O principal deles é Paulo Autuori. Ele treinou o São Paulo em 2005 e conquistou a Copa Libertadores e o Mundial de Clubes. Após passar as últimas quatro temporadas no Catar, onde chegou a dirigir a seleção nacional, o carioca afirmou recentemente que pretende trabalhar com times brasileiros por mais cinco anos.
Autuori é um nome com boa aceitação entre os torcedores, mas divide os diretores. Questionado na última semana sobre possíveis contatos com o técnico, o presidente Juvenal Juvêncio expôs certa mágoa pela forma como ele deixou o clube da última vez, logo após o título mundial, mas não deixou de elogiá-lo.
Dorival Júnior, que neste final de semana saiu do Flamengo, também surge como eventual candidato à vaga de Ney Franco. A seu favor estão os bons resultados que conseguiu com o Santos em 2010.
Contra Dorival, porém, está o perfil semelhante ao do atual técnico são-paulino e a chance dele não conseguir controle sobre o elenco. No Santos ele chegou a ter problemas com Neymar e Paulo Henrique Ganso. O meia, hoje no time do Morumbi, ainda não conseguiu seu espaço e já se desentendeu com Ney Franco.

Dorival e Neymar se desentenderam, na queda de braço o Santos optou pelo atacante e ficou sem o treinador
Outra opção viável para o São Paulo é Mano Menezes, desempregado desde a demissão da seleção brasileira, no final do ano passado. A favor do gaúcho está todo o trabalho que ele fez no Corinthians de 2007 a 2010, onde pegou uma equipe fragilizada pela queda à Série B e montou a base que seria campeã do mundo em 2012. Mas essa mesma ligação ao arquirrival pode jogar contra.

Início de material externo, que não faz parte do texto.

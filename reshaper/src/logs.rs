//! Pipeline log helpers.
//!
//! Jobs report progress through the `log_*` functions below. Entries are
//! emitted as `tracing` events on the `budget_reshaper` target, so the
//! subscriber installed by [`init`] decides where they go (stderr by default,
//! leaving stdout free for table output).

use tracing_subscriber::EnvFilter;

/// Log level of a pipeline entry
#[derive(Debug, Clone, Copy, PartialEq, Eq)]
pub enum LogLevel {
    Info,
    Success,
    Warning,
    Error,
}

/// A single log entry
#[derive(Debug, Clone)]
pub struct LogEntry {
    /// Log level
    pub level: LogLevel,
    /// Log message
    pub message: String,
    /// Nesting depth (sub-steps of a job)
    pub indent: u8,
}

impl LogEntry {
    pub fn info(message: impl Into<String>) -> Self {
        Self { level: LogLevel::Info, message: message.into(), indent: 0 }
    }

    pub fn success(message: impl Into<String>) -> Self {
        Self { level: LogLevel::Success, message: message.into(), indent: 0 }
    }

    pub fn warning(message: impl Into<String>) -> Self {
        Self { level: LogLevel::Warning, message: message.into(), indent: 0 }
    }

    pub fn error(message: impl Into<String>) -> Self {
        Self { level: LogLevel::Error, message: message.into(), indent: 0 }
    }

    pub fn with_indent(mut self, indent: u8) -> Self {
        self.indent = indent;
        self
    }

    /// Emit this entry as a tracing event.
    pub fn emit(&self) {
        let pad = "  ".repeat(self.indent as usize);
        match self.level {
            LogLevel::Info => tracing::info!(indent = self.indent, "{}{}", pad, self.message),
            LogLevel::Success => {
                tracing::info!(indent = self.indent, success = true, "{}{}", pad, self.message)
            }
            LogLevel::Warning => tracing::warn!(indent = self.indent, "{}{}", pad, self.message),
            LogLevel::Error => tracing::error!(indent = self.indent, "{}{}", pad, self.message),
        }
    }
}

/// Install the global subscriber.
///
/// `RUST_LOG` wins when set; otherwise `info`, or `debug` when `verbose`.
/// Calling this twice is harmless: the second install is ignored.
pub fn init(verbose: bool) {
    let default = if verbose { "debug" } else { "info" };
    let filter = EnvFilter::try_from_default_env().unwrap_or_else(|_| EnvFilter::new(default));

    let _ = tracing_subscriber::fmt()
        .with_env_filter(filter)
        .with_writer(std::io::stderr)
        .with_target(false)
        .without_time()
        .try_init();
}

pub fn log_info(msg: impl Into<String>) {
    LogEntry::info(msg).emit();
}

pub fn log_success(msg: impl Into<String>) {
    LogEntry::success(msg).emit();
}

pub fn log_warning(msg: impl Into<String>) {
    LogEntry::warning(msg).emit();
}

pub fn log_error(msg: impl Into<String>) {
    LogEntry::error(msg).emit();
}

pub fn log_info_indent(msg: impl Into<String>, indent: u8) {
    LogEntry::info(msg).with_indent(indent).emit();
}

#[cfg(test)]
mod tests {
    use super::*;

    #[test]
    fn test_entry_builders() {
        let entry = LogEntry::warning("3 rows skipped").with_indent(2);
        assert_eq!(entry.level, LogLevel::Warning);
        assert_eq!(entry.indent, 2);
        assert_eq!(entry.message, "3 rows skipped");
    }

    #[test]
    fn test_emit_without_subscriber_does_not_panic() {
        log_info("no subscriber installed");
        log_error("still fine");
    }
}
//! Error types for the reshaping pipeline.
//!
//! - [`CsvError`] - reading and decoding the delimited source file
//! - [`SchemaError`] - missing columns and values of the wrong type
//! - [`LoadError`] - either of the above, raised while loading records
//! - [`ReshapeError`] - pivot, stacking, classification and ranking failures
//! - [`ConfigError`] - settings file and settings validation
//! - [`PipelineError`] - top-level batch job errors
//!
//! Every lower-level error converts into [`PipelineError`] via `From`,
//! so `?` works across module boundaries.

use thiserror::Error;

// =============================================================================
// CSV Errors
// =============================================================================

/// Errors while reading the source file.
#[derive(Debug, Error)]
pub enum CsvError {
    /// Failed to read file.
    #[error("Failed to read file: {0}")]
    IoError(#[from] std::io::Error),

    /// Content could not be decoded.
    #[error("Failed to decode content: {0}")]
    EncodingError(String),

    /// Malformed delimited text.
    #[error("Invalid CSV format: {0}")]
    ParseError(#[from] csv::Error),

    /// Empty file.
    #[error("CSV file is empty")]
    EmptyFile,

    /// No headers found.
    #[error("No headers found in CSV")]
    NoHeaders,

    /// Delimiter is not a single-byte character.
    #[error("Delimiter must be an ASCII character, got '{0}'")]
    InvalidDelimiter(char),
}

// =============================================================================
// Schema Errors
// =============================================================================

/// The input does not have the shape a reshape step expects.
#[derive(Debug, Clone, Error, PartialEq)]
pub enum SchemaError {
    /// An expected column is missing from the file or the table.
    #[error("Missing column: {0}")]
    MissingColumn(String),

    /// A cell could not be parsed as the expected type.
    #[error("Line {line}, column '{column}' (value '{value}'): expected {expected}")]
    InvalidValue {
        line: usize,
        column: String,
        value: String,
        expected: &'static str,
    },

    /// A key has the wrong kind for the field it is used with.
    #[error("Key '{key}' cannot be used as {field}")]
    KeyMismatch { key: String, field: &'static str },
}

// =============================================================================
// Load Errors
// =============================================================================

/// Errors from the data-loading collaborator.
#[derive(Debug, Error)]
pub enum LoadError {
    /// The file could not be read or parsed as delimited text.
    #[error(transparent)]
    Csv(#[from] CsvError),

    /// The file parsed but does not match the dataset schema.
    #[error(transparent)]
    Schema(#[from] SchemaError),
}

// =============================================================================
// Reshape Errors
// =============================================================================

/// Errors raised by the reshaping operations.
#[derive(Debug, Clone, Error, PartialEq)]
pub enum ReshapeError {
    /// Schema problem found while reshaping.
    #[error(transparent)]
    Schema(#[from] SchemaError),

    /// More than one record maps to the same (row, column) cell.
    #[error("Duplicate key: row {row}, column {column}")]
    DuplicateKey { row: String, column: String },

    /// A period has no values left once sentinels are removed.
    #[error("No usable values for period {period}")]
    EmptyGroup { period: String },

    /// A non-zero flow was classified without a positive reference.
    #[error("Flow {flow} has no usable reference magnitude (got {reference:?})")]
    MissingReference { flow: f64, reference: Option<f64> },

    /// A caller-supplied ordering is empty or repeats a key.
    #[error("Invalid ordering: {0}")]
    InvalidOrdering(String),

    /// A reshape step was configured inconsistently.
    #[error("Invalid reshape: {0}")]
    InvalidSpec(String),

    /// A requested row or index level does not exist.
    #[error("Unknown key: {0}")]
    UnknownKey(String),
}

// =============================================================================
// Config Errors
// =============================================================================

/// Errors loading or validating [`crate::config::Settings`].
#[derive(Debug, Error)]
pub enum ConfigError {
    /// Settings file could not be read.
    #[error("Failed to read settings: {0}")]
    IoError(#[from] std::io::Error),

    /// Settings file is not valid JSON for [`crate::config::Settings`].
    #[error("Invalid settings JSON: {0}")]
    JsonError(#[from] serde_json::Error),

    /// An environment override could not be used.
    #[error("Invalid environment variable {name}: {message}")]
    InvalidEnv { name: String, message: String },

    /// Settings are internally inconsistent.
    #[error("Invalid settings: {0}")]
    Invalid(String),
}

// =============================================================================
// Pipeline Errors (top-level)
// =============================================================================

/// Top-level errors returned by the batch jobs.
#[derive(Debug, Error)]
pub enum PipelineError {
    /// Source file error.
    #[error("CSV error: {0}")]
    Csv(#[from] CsvError),

    /// Source schema error.
    #[error("Schema error: {0}")]
    Schema(#[from] SchemaError),

    /// Loading error.
    #[error("Load error: {0}")]
    Load(#[from] LoadError),

    /// Reshaping error.
    #[error("Reshape error: {0}")]
    Reshape(#[from] ReshapeError),

    /// Settings error.
    #[error("Config error: {0}")]
    Config(#[from] ConfigError),

    /// Writing output failed.
    #[error("Output error: {0}")]
    Output(#[from] std::io::Error),

    /// Serializing output failed.
    #[error("JSON error: {0}")]
    Json(#[from] serde_json::Error),

    /// The source file holds no records.
    #[error("No records to reshape")]
    EmptyInput,

    /// The requested chart job does not exist.
    #[error("Unknown chart: {0}")]
    UnknownChart(String),
}

// =============================================================================
// Result Type Aliases
// =============================================================================

/// Result type for CSV operations.
pub type CsvResult<T> = Result<T, CsvError>;

/// Result type for loading operations.
pub type LoadResult<T> = Result<T, LoadError>;

/// Result type for reshaping operations.
pub type ReshapeResult<T> = Result<T, ReshapeError>;

/// Result type for settings operations.
pub type ConfigResult<T> = Result<T, ConfigError>;

/// Result type for pipeline operations.
pub type PipelineResult<T> = Result<T, PipelineError>;
//! Data-loading collaborator: delimited text to an immutable [`RecordSet`].
//!
//! The whole file is read into memory, its encoding and delimiter are
//! auto-detected (both can be overridden), and every row is checked against
//! the [`DatasetSchema`]. Nothing downstream reads the file again.

use std::path::Path;

use crate::config::DatasetSchema;
use crate::error::{CsvError, CsvResult, LoadResult, SchemaError};
use crate::logs::{log_info, log_success, log_warning};
use crate::models::{Record, RecordSet};

/// Result of loading with metadata
#[derive(Debug, Clone)]
pub struct ParseResult {
    /// Parsed records
    pub records: RecordSet,
    /// Detected or used encoding
    pub encoding: String,
    /// Detected or used delimiter
    pub delimiter: char,
    /// Column headers
    pub headers: Vec<String>,
    /// Rows skipped because their value cell was empty
    pub skipped: usize,
}

/// Detect the encoding of raw bytes using chardet
pub fn detect_encoding(bytes: &[u8]) -> String {
    let result = chardet::detect(bytes);
    let charset = result.0;

    // Normalize charset names
    match charset.to_lowercase().as_str() {
        "ascii" | "utf-8" | "utf8" | "" => "utf-8".to_string(),
        "windows-1251" | "cp1251" => "windows-1251".to_string(),
        "koi8-r" => "koi8-r".to_string(),
        "iso-8859-1" | "iso-8859-15" | "latin-1" | "latin1" => "iso-8859-1".to_string(),
        "windows-1252" | "cp1252" => "windows-1252".to_string(),
        other => other.to_string(),
    }
}

/// Decode bytes to string using the specified encoding
pub fn decode_content(bytes: &[u8], encoding: &str) -> CsvResult<String> {
    let codec = match encoding.to_lowercase().as_str() {
        "utf-8" | "utf8" | "ascii" => encoding_rs::UTF_8,
        "windows-1251" | "cp1251" => encoding_rs::WINDOWS_1251,
        "koi8-r" => encoding_rs::KOI8_R,
        "iso-8859-1" | "latin-1" | "latin1" => encoding_rs::ISO_8859_15,
        "windows-1252" | "cp1252" => encoding_rs::WINDOWS_1252,
        label => encoding_rs::Encoding::for_label(label.as_bytes())
            .ok_or_else(|| CsvError::EncodingError(format!("unsupported encoding '{}'", label)))?,
    };

    let (text, used, had_errors) = codec.decode(bytes);
    if had_errors {
        log_warning(format!("Some bytes were not valid {} and were replaced", used.name()));
    }
    Ok(text.into_owned())
}

/// Detect the delimiter by counting occurrences in the first line
pub fn detect_delimiter(content: &str) -> char {
    let first_line = content.lines().next().unwrap_or("");

    let separators = [',', ';', '\t', '|'];
    let mut best_sep = ',';
    let mut best_count = 0;

    for &sep in &separators {
        let count = first_line.matches(sep).count();
        if count > best_count {
            best_count = count;
            best_sep = sep;
        }
    }

    best_sep
}

/// Load a dataset file with auto-detection of encoding and, unless given, delimiter.
pub fn load_records<P: AsRef<Path>>(
    path: P,
    schema: &DatasetSchema,
    delimiter: Option<char>,
) -> LoadResult<ParseResult> {
    log_info(format!("Reading {}", path.as_ref().display()));
    let bytes = std::fs::read(path.as_ref()).map_err(CsvError::IoError)?;
    parse_bytes(&bytes, schema, delimiter)
}

/// Parse raw bytes with auto-detection of encoding and, unless given, delimiter.
pub fn parse_bytes(bytes: &[u8], schema: &DatasetSchema, delimiter: Option<char>) -> LoadResult<ParseResult> {
    let encoding = detect_encoding(bytes);
    let content = decode_content(bytes, &encoding)?;
    let delimiter = delimiter.unwrap_or_else(|| detect_delimiter(&content));

    let mut result = parse_str(&content, delimiter, schema)?;
    result.encoding = encoding;

    log_success(format!(
        "Read {} records (encoding {}, delimiter '{}')",
        result.records.len(),
        result.encoding,
        format_delimiter(result.delimiter)
    ));
    if result.skipped > 0 {
        log_warning(format!("Skipped {} rows with an empty value", result.skipped));
    }
    Ok(result)
}

/// Parse decoded text with an explicit delimiter.
pub fn parse_str(content: &str, delimiter: char, schema: &DatasetSchema) -> LoadResult<ParseResult> {
    if content.trim().is_empty() {
        return Err(CsvError::EmptyFile.into());
    }
    if !delimiter.is_ascii() {
        return Err(CsvError::InvalidDelimiter(delimiter).into());
    }

    let mut reader = csv::ReaderBuilder::new()
        .delimiter(delimiter as u8)
        .has_headers(true)
        .flexible(true)
        .trim(csv::Trim::All)
        .from_reader(content.as_bytes());

    let headers: Vec<String> = reader
        .headers()
        .map_err(CsvError::from)?
        .iter()
        .map(|h| h.to_string())
        .collect();

    if headers.iter().all(|h| h.is_empty()) {
        return Err(CsvError::NoHeaders.into());
    }

    let layout = ColumnLayout::resolve(&headers, schema)?;

    let mut records = Vec::new();
    let mut skipped = 0;

    for (row_idx, row) in reader.records().enumerate() {
        let line = row_idx + 2; // 1-indexed, after the header
        let row = row.map_err(CsvError::from)?;

        if row.iter().all(|cell| cell.is_empty()) {
            continue;
        }

        let cell = |pos: usize| row.get(pos).unwrap_or("");

        let raw_value = cell(layout.value);
        if raw_value.is_empty() {
            skipped += 1;
            continue;
        }

        let value = raw_value.parse::<f64>().map_err(|_| SchemaError::InvalidValue {
            line,
            column: schema.value_column.clone(),
            value: raw_value.to_string(),
            expected: "a number",
        })?;

        let raw_period = cell(layout.period);
        let period = parse_integral(raw_period)
            .and_then(|p| i32::try_from(p).ok())
            .ok_or_else(|| SchemaError::InvalidValue {
                line,
                column: schema.period_column.clone(),
                value: raw_period.to_string(),
                expected: "an integer period",
            })?;

        let mut record = Record::new(cell(layout.entity), cell(layout.category), period, value);

        for (name, pos) in &layout.codes {
            let raw = cell(*pos);
            if raw.is_empty() {
                continue;
            }
            let code = parse_integral(raw).ok_or_else(|| SchemaError::InvalidValue {
                line,
                column: name.clone(),
                value: raw.to_string(),
                expected: "an integer code",
            })?;
            record.codes.insert(name.clone(), code);
        }

        records.push(record);
    }

    Ok(ParseResult {
        records: RecordSet::new(records, headers.clone()),
        encoding: "utf-8".to_string(),
        delimiter,
        headers,
        skipped,
    })
}

/// Positions of the schema columns in a header row.
struct ColumnLayout {
    entity: usize,
    category: usize,
    period: usize,
    value: usize,
    codes: Vec<(String, usize)>,
}

impl ColumnLayout {
    fn resolve(headers: &[String], schema: &DatasetSchema) -> Result<Self, SchemaError> {
        let find = |name: &str| {
            headers
                .iter()
                .position(|h| h == name)
                .ok_or_else(|| SchemaError::MissingColumn(name.to_string()))
        };

        let codes = schema
            .code_columns
            .iter()
            .map(|c| find(c).map(|pos| (c.clone(), pos)))
            .collect::<Result<Vec<_>, _>>()?;

        Ok(Self {
            entity: find(&schema.entity_column)?,
            category: find(&schema.category_column)?,
            period: find(&schema.period_column)?,
            value: find(&schema.value_column)?,
            codes,
        })
    }
}

/// Parse an integer, accepting integral floats such as `2011.0`.
fn parse_integral(raw: &str) -> Option<i64> {
    if let Ok(v) = raw.parse::<i64>() {
        return Some(v);
    }
    let v = raw.parse::<f64>().ok()?;
    (v.is_finite() && v.fract() == 0.0 && v.abs() < i64::MAX as f64).then_some(v as i64)
}

pub fn format_delimiter(d: char) -> String {
    match d {
        '\t' => "\\t".to_string(),
        c => c.to_string(),
    }
}
//! Derived numeric columns.
//!
//! A [`Derivation`] computes one column from other columns of the same row
//! (ratio, difference, weighted sum) or from a column's distribution over rows
//! (share of total, ratio to group mean). Absent inputs give absent outputs;
//! a zero denominator gives an absent cell, never NaN or infinity.

use serde::{Deserialize, Serialize};
use std::collections::HashMap;

use crate::error::{ReshapeError, ReshapeResult};
use crate::models::{Field, Key, WideTable};

/// One weighted column of a [`Derivation::Linear`] combination.
#[derive(Debug, Clone, PartialEq, Serialize, Deserialize)]
pub struct Term {
    pub column: Key,
    #[serde(default = "one")]
    pub weight: f64,
}

fn one() -> f64 {
    1.0
}

impl Term {
    pub fn new(column: impl Into<Key>, weight: f64) -> Self {
        Self { column: column.into(), weight }
    }
}

/// How a derived column is computed.
#[derive(Debug, Clone, PartialEq, Serialize, Deserialize)]
#[serde(tag = "op", rename_all = "snake_case")]
pub enum Derivation {
    /// `numerator / denominator * scale`
    Ratio {
        numerator: Key,
        denominator: Key,
        #[serde(default = "one")]
        scale: f64,
    },

    /// `minuend - subtrahend`
    Difference { minuend: Key, subtrahend: Key },

    /// `Σ weight × column`; absent when any term is absent
    Linear { terms: Vec<Term> },

    /// Sum of the present cells of `columns`; absent when all are absent
    Sum { columns: Vec<Key> },

    /// `column / divisor`, optionally rounded to `decimals`
    Scale {
        column: Key,
        divisor: f64,
        #[serde(default)]
        decimals: Option<u32>,
    },

    /// `column / Σ column * scale` over all rows
    ShareOfTotal {
        column: Key,
        #[serde(default = "one")]
        scale: f64,
    },

    /// `column / mean(column)` over the rows sharing the `group` index level
    RatioToGroupMean { column: Key, group: Field },

    /// `max(column, min)`
    ClipLower { column: Key, min: f64 },

    /// Drop the fractional part of `column`
    Truncate { column: Key },
}

impl Derivation {
    pub fn ratio(numerator: impl Into<Key>, denominator: impl Into<Key>, scale: f64) -> Self {
        Derivation::Ratio {
            numerator: numerator.into(),
            denominator: denominator.into(),
            scale,
        }
    }

    pub fn difference(minuend: impl Into<Key>, subtrahend: impl Into<Key>) -> Self {
        Derivation::Difference {
            minuend: minuend.into(),
            subtrahend: subtrahend.into(),
        }
    }

    pub fn scale(column: impl Into<Key>, divisor: f64, decimals: Option<u32>) -> Self {
        Derivation::Scale { column: column.into(), divisor, decimals }
    }

    /// Compute the derived cells, in row order.
    pub fn evaluate(&self, table: &WideTable) -> ReshapeResult<Vec<Option<f64>>> {
        let values: Vec<Option<f64>> = match self {
            Derivation::Ratio { numerator, denominator, scale } => {
                let num = table.column_values(numerator)?;
                let den = table.column_values(denominator)?;
                num.into_iter()
                    .zip(den)
                    .map(|(n, d)| divide(n?, d?).map(|r| r * scale))
                    .collect()
            }

            Derivation::Difference { minuend, subtrahend } => {
                let a = table.column_values(minuend)?;
                let b = table.column_values(subtrahend)?;
                a.into_iter().zip(b).map(|(a, b)| Some(a? - b?)).collect()
            }

            Derivation::Linear { terms } => {
                if terms.is_empty() {
                    return Err(ReshapeError::InvalidSpec("linear combination has no terms".into()));
                }
                let columns = terms
                    .iter()
                    .map(|t| table.column_values(&t.column))
                    .collect::<Result<Vec<_>, _>>()?;
                (0..table.len())
                    .map(|row| {
                        terms
                            .iter()
                            .zip(&columns)
                            .map(|(t, col)| col[row].map(|v| v * t.weight))
                            .sum::<Option<f64>>()
                    })
                    .collect()
            }

            Derivation::Sum { columns } => {
                let columns = columns
                    .iter()
                    .map(|c| table.column_values(c))
                    .collect::<Result<Vec<_>, _>>()?;
                (0..table.len())
                    .map(|row| {
                        columns
                            .iter()
                            .filter_map(|col| col[row])
                            .fold(None, |acc, v| Some(acc.unwrap_or(0.0) + v))
                    })
                    .collect()
            }

            Derivation::Scale { column, divisor, decimals } => {
                if *divisor == 0.0 {
                    return Err(ReshapeError::InvalidSpec(format!("{} scaled by zero", column)));
                }
                table
                    .column_values(column)?
                    .into_iter()
                    .map(|v| v.map(|v| round_to(v / divisor, *decimals)))
                    .collect()
            }

            Derivation::ShareOfTotal { column, scale } => {
                let values = table.column_values(column)?;
                let total: f64 = values.iter().flatten().sum();
                values
                    .into_iter()
                    .map(|v| divide(v?, total).map(|r| r * scale))
                    .collect()
            }

            Derivation::RatioToGroupMean { column, group } => {
                let level = table.level_position(*group)?;
                let values = table.column_values(column)?;

                let mut sums: HashMap<&Key, (f64, usize)> = HashMap::new();
                for (row, v) in table.rows().iter().zip(&values) {
                    if let Some(v) = v {
                        let entry = sums.entry(row.level(level)).or_insert((0.0, 0));
                        entry.0 += v;
                        entry.1 += 1;
                    }
                }

                table
                    .rows()
                    .iter()
                    .zip(&values)
                    .map(|(row, v)| {
                        let (sum, count) = sums.get(row.level(level))?;
                        divide((*v)?, sum / *count as f64)
                    })
                    .collect()
            }

            Derivation::ClipLower { column, min } => table
                .column_values(column)?
                .into_iter()
                .map(|v| v.map(|v| v.max(*min)))
                .collect(),

            Derivation::Truncate { column } => table
                .column_values(column)?
                .into_iter()
                .map(|v| v.map(f64::trunc))
                .collect(),
        };
        Ok(values)
    }
}

/// Store `derivation` as column `name`, replacing it when it exists.
pub fn derive(table: &mut WideTable, name: impl Into<Key>, derivation: &Derivation) -> ReshapeResult<()> {
    let values = derivation.evaluate(table)?;
    table.set_column(name, values);
    Ok(())
}

/// Apply several derivations in order; later ones may use earlier results.
pub fn derive_all(table: &mut WideTable, derivations: &[(Key, Derivation)]) -> ReshapeResult<()> {
    for (name, derivation) in derivations {
        derive(table, name, derivation)?;
    }
    Ok(())
}

/// Round half away from zero to `decimals` places; unchanged when `None`.
pub fn round_to(value: f64, decimals: Option<u32>) -> f64 {
    match decimals {
        Some(d) => {
            let factor = 10f64.powi(d as i32);
            (value * factor).round() / factor
        }
        None => value,
    }
}

fn divide(numerator: f64, denominator: f64) -> Option<f64> {
    let r = numerator / denominator;
    r.is_finite().then_some(r)
}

Por fim, um nome que não está no mercado, mas que cai no gosto dos são-paulinos é o de Muricy Ramalho. Foi com o treinador que o time viveu sua última grande fase vitoriosa – o tricampeonato brasileiro de 2006 a 2008. Mas o técnico foi demitido justamente por um desgaste com a diretoria após fracassar sucessivamente naquela que é a maior obsessão do clube: a Libertadores.